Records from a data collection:

══════════════════════════════

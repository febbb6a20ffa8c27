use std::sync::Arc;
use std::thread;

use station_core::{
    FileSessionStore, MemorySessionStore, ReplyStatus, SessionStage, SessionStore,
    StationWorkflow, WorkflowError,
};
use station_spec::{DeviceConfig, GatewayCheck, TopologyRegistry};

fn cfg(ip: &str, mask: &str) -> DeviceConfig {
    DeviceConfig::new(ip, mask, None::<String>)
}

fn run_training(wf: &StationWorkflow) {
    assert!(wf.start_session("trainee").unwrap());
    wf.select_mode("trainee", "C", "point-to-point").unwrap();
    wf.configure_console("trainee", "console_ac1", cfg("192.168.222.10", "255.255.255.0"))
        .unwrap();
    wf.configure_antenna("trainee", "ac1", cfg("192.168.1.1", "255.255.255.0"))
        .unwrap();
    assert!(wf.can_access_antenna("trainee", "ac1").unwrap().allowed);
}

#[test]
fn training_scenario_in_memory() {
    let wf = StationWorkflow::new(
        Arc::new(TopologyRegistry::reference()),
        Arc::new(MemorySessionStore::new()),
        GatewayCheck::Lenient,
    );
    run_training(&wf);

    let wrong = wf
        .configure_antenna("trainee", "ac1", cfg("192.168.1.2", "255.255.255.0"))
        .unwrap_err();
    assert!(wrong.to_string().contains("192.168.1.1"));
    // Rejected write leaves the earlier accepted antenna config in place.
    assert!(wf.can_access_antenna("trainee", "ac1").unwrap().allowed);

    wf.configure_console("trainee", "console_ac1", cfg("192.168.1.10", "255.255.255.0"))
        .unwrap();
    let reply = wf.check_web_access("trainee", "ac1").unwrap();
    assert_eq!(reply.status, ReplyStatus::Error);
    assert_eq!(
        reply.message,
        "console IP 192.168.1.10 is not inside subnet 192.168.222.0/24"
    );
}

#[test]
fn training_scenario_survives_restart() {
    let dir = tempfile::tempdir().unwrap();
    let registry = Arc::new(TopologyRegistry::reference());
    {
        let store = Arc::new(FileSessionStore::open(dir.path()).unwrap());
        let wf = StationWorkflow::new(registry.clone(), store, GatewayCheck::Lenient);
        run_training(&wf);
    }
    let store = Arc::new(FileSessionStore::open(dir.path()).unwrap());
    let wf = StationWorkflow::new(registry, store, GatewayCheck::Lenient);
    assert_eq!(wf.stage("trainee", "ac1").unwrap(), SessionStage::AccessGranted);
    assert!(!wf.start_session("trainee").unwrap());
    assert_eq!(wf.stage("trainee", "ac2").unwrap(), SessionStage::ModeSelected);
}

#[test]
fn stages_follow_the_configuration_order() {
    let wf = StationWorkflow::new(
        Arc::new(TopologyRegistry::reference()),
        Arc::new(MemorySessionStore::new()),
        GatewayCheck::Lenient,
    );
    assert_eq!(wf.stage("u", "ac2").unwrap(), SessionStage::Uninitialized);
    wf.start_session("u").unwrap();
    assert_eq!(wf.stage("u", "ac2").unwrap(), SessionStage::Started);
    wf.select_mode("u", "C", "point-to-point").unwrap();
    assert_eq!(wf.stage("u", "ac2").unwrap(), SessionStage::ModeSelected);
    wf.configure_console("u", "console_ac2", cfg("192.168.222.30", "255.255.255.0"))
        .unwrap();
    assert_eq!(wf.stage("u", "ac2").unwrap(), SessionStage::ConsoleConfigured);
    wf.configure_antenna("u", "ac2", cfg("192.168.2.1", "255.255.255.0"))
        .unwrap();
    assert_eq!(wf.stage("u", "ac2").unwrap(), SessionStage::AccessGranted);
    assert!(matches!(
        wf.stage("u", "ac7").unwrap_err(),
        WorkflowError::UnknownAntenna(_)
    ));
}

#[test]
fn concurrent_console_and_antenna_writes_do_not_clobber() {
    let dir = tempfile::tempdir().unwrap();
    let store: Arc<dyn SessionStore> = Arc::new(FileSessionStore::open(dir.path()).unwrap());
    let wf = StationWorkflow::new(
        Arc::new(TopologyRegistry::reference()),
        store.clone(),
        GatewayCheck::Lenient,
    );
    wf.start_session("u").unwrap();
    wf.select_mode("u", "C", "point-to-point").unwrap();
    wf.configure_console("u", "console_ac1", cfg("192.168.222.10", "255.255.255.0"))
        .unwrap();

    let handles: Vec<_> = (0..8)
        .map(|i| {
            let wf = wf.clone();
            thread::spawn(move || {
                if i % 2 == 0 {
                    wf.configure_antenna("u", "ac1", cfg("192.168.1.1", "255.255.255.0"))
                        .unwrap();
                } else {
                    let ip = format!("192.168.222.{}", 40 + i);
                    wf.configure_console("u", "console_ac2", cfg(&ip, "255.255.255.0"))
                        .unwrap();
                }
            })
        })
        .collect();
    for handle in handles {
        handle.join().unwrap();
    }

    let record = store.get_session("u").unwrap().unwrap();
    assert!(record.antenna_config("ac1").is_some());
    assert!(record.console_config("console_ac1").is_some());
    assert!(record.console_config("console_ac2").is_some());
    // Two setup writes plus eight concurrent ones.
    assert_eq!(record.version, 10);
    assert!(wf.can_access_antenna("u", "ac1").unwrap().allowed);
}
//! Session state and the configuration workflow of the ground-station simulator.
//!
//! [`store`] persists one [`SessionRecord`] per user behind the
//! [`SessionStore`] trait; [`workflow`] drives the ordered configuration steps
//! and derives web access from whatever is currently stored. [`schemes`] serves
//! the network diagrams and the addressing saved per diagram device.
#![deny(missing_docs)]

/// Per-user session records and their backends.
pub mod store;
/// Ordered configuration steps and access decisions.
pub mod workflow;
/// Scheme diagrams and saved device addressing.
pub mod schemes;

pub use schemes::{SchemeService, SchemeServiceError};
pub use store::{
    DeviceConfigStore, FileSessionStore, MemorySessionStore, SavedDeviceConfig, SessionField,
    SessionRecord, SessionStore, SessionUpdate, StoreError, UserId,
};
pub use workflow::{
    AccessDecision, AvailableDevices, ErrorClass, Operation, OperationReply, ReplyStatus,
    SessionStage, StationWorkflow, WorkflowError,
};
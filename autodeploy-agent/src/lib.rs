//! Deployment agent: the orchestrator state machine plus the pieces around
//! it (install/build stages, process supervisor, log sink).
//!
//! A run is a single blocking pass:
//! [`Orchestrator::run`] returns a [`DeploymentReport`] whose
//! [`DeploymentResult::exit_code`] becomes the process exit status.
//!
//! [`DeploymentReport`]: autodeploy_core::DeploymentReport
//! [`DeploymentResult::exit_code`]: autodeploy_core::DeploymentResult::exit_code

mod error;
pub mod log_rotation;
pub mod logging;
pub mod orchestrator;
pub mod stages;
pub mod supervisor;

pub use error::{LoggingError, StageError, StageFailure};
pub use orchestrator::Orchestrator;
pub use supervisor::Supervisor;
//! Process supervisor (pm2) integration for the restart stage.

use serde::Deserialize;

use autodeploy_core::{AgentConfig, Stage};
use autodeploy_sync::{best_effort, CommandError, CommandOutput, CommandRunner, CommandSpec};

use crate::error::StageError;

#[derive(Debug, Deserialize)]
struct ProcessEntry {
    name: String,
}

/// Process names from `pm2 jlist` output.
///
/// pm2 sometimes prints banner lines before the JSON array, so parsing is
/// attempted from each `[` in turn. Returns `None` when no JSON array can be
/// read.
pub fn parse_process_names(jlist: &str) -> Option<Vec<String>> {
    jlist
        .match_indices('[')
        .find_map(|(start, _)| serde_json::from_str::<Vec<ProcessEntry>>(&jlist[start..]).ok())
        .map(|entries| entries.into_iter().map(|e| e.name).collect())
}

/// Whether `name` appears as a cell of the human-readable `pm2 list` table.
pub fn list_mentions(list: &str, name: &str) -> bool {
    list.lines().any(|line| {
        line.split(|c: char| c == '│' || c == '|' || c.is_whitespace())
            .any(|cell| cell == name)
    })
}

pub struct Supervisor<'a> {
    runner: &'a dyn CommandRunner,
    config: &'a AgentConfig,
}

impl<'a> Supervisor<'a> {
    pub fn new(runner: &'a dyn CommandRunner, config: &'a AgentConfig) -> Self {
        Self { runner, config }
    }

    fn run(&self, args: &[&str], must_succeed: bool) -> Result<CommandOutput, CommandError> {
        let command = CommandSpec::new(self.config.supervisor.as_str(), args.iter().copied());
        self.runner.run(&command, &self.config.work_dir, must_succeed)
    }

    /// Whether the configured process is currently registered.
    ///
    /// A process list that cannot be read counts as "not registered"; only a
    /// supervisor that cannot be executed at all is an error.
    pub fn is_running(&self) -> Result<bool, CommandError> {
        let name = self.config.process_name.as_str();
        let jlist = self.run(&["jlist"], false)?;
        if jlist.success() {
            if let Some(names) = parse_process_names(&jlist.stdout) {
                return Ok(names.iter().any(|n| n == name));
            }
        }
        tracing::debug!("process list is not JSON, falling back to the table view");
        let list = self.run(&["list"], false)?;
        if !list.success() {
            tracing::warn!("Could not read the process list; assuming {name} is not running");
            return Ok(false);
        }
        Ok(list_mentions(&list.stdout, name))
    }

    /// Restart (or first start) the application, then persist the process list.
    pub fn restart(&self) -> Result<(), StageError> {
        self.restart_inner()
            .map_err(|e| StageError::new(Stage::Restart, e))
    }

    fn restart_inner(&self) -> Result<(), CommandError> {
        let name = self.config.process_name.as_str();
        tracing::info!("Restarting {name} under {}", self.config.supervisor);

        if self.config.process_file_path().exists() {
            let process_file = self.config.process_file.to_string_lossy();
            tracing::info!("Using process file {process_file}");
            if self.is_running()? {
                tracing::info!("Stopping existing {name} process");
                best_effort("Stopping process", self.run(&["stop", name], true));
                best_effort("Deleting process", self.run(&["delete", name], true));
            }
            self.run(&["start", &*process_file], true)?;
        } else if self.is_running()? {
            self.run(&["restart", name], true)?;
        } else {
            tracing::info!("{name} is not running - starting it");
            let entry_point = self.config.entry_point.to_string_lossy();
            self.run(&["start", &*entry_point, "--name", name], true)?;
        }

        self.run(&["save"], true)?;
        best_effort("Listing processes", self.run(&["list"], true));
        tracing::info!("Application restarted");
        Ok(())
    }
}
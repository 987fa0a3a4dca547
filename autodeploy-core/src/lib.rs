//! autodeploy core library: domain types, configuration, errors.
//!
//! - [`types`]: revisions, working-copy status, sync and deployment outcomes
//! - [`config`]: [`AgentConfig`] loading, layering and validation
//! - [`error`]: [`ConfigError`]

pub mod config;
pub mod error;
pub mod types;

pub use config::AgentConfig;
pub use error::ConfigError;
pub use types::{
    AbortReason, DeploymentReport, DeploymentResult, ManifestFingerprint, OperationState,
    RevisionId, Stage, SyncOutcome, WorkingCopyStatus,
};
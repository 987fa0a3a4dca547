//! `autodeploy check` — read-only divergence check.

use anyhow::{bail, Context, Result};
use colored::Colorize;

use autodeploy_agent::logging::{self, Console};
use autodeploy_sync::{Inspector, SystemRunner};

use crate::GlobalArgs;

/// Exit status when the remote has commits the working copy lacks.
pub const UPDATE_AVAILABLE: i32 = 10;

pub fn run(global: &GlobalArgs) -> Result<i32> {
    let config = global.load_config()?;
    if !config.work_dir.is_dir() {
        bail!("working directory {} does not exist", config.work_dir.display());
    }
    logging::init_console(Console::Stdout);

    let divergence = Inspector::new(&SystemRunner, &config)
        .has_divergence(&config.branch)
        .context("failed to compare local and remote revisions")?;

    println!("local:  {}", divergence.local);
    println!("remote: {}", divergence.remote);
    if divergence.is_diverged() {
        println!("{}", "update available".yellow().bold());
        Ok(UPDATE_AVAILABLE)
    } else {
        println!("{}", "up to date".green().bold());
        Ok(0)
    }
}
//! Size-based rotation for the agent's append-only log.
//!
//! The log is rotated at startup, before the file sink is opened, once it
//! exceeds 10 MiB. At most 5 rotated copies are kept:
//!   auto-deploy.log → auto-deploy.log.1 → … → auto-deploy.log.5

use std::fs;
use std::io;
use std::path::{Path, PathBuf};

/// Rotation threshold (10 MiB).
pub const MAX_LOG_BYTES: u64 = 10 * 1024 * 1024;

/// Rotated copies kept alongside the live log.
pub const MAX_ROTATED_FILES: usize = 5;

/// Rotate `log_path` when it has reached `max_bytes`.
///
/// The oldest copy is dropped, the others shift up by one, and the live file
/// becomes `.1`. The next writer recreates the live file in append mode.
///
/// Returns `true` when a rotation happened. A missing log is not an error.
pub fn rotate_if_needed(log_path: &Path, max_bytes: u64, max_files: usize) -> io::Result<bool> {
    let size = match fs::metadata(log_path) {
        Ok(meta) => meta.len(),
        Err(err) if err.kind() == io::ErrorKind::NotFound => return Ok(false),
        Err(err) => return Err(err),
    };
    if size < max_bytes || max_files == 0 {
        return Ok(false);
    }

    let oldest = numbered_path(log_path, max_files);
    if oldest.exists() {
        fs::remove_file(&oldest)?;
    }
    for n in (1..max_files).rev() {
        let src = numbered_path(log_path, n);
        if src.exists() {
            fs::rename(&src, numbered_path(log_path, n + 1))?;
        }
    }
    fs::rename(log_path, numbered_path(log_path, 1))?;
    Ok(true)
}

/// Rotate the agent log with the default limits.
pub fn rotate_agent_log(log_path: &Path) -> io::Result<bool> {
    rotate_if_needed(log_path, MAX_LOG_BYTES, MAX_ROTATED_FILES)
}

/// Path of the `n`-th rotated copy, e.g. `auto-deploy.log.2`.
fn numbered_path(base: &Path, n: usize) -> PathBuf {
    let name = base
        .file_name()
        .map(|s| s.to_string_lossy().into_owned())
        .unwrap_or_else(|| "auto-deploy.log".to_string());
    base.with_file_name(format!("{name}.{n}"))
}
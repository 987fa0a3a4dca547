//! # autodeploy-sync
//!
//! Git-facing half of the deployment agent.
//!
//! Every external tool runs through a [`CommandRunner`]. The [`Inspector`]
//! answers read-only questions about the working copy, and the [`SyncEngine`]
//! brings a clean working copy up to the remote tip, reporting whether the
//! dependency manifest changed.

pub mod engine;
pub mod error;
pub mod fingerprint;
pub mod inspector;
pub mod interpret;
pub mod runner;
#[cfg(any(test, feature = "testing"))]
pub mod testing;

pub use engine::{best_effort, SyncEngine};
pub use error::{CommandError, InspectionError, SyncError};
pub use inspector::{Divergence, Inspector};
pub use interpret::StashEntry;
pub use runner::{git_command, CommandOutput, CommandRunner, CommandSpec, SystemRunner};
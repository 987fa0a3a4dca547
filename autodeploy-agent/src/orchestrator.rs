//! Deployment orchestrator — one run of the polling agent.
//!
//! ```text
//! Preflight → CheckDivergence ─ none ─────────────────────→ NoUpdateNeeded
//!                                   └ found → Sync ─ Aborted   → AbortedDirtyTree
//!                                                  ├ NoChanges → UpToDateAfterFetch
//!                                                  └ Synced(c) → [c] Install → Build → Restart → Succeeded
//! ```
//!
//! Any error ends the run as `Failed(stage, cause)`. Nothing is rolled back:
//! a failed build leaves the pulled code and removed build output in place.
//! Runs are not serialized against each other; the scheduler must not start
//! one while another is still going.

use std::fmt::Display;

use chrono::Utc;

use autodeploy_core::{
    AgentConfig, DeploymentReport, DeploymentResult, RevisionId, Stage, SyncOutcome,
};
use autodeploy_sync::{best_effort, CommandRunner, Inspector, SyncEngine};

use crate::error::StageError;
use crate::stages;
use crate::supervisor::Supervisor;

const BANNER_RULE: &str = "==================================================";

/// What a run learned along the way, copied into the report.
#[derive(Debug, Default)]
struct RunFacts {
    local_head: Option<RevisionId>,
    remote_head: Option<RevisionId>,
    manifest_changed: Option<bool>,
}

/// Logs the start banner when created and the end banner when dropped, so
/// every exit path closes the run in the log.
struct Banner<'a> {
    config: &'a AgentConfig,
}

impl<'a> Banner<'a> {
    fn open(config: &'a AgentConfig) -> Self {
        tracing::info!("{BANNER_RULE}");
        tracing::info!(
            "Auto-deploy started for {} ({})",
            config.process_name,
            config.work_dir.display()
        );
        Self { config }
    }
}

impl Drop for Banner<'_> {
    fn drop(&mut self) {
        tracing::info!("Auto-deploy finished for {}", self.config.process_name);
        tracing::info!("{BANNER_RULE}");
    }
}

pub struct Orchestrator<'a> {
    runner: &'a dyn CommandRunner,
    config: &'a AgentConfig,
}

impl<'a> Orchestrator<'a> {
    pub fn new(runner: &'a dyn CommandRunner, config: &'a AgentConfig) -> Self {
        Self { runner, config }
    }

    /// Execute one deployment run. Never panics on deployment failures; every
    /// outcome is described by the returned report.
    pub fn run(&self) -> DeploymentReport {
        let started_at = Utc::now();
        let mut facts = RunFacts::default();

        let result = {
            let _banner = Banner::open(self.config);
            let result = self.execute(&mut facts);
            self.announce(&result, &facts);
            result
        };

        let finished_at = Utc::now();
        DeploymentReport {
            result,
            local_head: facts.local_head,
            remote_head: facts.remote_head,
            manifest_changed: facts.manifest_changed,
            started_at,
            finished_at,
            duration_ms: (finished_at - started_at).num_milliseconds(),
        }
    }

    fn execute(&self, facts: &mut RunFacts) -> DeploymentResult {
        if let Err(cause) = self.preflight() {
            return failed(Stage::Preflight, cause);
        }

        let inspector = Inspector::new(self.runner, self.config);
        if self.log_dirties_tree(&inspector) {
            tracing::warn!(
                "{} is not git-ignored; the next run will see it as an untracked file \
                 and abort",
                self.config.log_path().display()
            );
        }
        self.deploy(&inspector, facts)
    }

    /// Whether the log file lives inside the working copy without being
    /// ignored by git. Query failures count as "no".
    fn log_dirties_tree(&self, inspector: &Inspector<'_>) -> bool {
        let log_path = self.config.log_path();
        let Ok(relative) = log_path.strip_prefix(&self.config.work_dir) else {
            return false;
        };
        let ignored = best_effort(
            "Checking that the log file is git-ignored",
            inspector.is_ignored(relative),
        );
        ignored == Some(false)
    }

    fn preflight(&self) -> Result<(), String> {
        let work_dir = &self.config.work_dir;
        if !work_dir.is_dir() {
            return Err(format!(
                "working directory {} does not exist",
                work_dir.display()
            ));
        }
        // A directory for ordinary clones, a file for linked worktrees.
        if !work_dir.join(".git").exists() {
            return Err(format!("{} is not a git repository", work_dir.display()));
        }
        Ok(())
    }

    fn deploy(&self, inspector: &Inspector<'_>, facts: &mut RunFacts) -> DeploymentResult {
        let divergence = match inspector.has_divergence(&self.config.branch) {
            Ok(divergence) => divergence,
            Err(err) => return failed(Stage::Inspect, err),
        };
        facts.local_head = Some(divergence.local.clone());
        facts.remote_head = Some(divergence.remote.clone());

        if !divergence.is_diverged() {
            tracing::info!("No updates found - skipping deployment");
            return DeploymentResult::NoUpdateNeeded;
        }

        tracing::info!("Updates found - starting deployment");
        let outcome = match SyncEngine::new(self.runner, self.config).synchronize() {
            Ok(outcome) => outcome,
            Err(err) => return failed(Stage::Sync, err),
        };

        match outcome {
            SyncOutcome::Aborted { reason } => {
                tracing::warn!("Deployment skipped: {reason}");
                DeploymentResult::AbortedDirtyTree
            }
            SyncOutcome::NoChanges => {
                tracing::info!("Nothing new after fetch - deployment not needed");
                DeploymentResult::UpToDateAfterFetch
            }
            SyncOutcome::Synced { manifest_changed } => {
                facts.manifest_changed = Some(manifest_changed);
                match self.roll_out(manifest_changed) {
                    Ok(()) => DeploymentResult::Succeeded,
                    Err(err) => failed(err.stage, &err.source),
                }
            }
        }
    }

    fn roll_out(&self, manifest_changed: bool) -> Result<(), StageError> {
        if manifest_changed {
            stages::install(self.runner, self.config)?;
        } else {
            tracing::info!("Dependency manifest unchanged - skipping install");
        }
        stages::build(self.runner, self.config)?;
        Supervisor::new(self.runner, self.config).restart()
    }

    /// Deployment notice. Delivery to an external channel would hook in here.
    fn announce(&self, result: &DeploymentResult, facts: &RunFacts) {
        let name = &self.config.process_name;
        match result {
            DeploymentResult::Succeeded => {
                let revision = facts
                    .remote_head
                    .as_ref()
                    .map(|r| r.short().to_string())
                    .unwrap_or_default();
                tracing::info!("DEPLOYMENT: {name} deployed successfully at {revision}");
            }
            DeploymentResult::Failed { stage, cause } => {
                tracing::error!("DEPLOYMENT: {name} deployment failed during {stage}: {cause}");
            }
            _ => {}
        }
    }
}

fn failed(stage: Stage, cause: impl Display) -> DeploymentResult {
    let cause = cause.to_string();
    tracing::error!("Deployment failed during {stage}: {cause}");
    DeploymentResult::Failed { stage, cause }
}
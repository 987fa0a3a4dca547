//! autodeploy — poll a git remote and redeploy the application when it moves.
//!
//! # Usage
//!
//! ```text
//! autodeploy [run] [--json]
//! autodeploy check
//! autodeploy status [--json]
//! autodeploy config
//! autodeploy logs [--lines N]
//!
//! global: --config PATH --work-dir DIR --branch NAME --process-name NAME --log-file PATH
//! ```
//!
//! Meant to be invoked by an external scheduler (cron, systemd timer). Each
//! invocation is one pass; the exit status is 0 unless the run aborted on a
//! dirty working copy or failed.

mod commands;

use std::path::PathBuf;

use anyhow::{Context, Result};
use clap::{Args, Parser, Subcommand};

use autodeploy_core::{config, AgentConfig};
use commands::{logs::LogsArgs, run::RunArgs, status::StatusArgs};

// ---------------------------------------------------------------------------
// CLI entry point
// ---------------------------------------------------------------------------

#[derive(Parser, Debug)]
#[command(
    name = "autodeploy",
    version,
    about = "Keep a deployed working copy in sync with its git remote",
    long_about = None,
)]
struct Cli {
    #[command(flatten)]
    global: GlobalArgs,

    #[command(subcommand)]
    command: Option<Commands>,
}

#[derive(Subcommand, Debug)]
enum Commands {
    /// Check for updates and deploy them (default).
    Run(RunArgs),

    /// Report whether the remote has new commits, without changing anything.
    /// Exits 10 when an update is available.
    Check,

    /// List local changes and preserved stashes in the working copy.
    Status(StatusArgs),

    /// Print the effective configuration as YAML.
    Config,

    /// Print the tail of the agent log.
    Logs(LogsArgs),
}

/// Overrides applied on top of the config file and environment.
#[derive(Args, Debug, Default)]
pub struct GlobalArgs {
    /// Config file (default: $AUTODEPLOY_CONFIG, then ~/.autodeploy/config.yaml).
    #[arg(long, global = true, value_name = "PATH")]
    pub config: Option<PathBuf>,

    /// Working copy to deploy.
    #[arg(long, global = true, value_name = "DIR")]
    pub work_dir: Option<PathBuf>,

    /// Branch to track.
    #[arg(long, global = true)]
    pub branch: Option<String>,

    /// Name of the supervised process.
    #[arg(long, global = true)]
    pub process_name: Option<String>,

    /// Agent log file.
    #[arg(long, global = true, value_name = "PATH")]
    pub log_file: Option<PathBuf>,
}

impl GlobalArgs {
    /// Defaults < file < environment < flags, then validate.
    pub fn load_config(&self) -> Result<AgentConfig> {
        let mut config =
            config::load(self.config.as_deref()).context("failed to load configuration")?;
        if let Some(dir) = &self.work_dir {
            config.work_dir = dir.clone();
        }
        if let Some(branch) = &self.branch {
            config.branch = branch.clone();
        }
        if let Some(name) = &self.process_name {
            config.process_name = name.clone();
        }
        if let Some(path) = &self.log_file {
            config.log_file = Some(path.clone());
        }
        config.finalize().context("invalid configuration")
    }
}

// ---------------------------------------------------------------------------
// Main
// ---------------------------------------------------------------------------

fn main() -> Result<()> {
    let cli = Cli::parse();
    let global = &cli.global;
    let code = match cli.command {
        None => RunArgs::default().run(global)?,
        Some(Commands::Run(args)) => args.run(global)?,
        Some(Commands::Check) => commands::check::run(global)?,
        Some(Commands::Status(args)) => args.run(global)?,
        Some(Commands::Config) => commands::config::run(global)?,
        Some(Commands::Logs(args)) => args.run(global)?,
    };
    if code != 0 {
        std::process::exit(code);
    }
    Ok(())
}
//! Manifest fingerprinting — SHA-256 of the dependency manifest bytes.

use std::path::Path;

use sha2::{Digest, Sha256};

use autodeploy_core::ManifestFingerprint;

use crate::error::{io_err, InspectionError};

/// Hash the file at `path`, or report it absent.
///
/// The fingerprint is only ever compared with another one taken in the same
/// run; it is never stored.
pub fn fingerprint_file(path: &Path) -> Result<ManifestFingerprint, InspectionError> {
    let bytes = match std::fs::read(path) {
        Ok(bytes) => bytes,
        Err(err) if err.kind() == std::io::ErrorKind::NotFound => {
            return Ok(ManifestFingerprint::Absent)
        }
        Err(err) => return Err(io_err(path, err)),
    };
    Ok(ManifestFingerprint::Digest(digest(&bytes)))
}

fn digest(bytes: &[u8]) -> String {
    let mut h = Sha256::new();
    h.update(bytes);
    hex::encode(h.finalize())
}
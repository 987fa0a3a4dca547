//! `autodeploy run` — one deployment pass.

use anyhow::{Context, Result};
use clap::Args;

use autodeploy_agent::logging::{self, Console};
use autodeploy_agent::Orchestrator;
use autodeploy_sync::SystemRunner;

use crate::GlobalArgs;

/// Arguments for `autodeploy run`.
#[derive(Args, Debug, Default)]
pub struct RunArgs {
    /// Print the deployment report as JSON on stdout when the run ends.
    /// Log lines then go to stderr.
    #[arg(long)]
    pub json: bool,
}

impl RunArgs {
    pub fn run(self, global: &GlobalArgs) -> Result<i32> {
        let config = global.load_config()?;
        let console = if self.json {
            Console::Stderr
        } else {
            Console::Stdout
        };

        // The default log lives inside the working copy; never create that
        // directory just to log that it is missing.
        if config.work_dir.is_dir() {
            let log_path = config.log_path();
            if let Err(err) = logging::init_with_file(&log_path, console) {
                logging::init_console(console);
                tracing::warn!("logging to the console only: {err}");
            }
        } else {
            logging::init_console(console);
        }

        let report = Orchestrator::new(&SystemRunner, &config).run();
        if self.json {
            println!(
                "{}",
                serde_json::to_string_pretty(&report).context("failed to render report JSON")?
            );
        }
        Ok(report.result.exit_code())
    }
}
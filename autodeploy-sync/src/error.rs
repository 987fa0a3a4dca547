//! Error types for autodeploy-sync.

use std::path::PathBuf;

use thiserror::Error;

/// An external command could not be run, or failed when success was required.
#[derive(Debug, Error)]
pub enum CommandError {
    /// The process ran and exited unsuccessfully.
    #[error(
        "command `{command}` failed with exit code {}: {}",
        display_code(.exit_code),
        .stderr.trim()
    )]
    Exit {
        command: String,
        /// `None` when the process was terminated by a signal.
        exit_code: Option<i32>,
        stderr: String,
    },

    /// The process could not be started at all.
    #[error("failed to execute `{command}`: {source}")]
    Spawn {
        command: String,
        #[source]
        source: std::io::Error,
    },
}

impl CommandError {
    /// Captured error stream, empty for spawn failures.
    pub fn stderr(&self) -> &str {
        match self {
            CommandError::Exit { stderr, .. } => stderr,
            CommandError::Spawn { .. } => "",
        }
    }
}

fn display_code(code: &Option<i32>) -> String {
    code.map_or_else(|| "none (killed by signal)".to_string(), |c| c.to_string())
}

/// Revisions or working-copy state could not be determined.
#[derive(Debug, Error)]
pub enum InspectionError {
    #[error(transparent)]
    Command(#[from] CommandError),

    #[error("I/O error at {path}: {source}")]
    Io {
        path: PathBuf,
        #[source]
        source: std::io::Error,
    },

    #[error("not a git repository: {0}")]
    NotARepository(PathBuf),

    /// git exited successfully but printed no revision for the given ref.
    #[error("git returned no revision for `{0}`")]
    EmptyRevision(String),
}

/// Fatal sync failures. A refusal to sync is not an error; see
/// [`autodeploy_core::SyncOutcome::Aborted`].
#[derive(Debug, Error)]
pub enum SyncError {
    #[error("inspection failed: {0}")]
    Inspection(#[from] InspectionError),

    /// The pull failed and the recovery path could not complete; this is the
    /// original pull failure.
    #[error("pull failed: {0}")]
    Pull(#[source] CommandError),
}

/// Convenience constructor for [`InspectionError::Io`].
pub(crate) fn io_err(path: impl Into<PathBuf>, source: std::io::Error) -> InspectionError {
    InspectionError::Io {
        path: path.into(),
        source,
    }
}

══════════════════════════════

## WHAT IS EXPECTED
Whenever a line of the data holds the string "leaves", pick that line out.

## THE ANSWER
    // Rejected write leaves the earlier accepted antenna config in place.
//! a failed build leaves the pulled code and removed build output in place.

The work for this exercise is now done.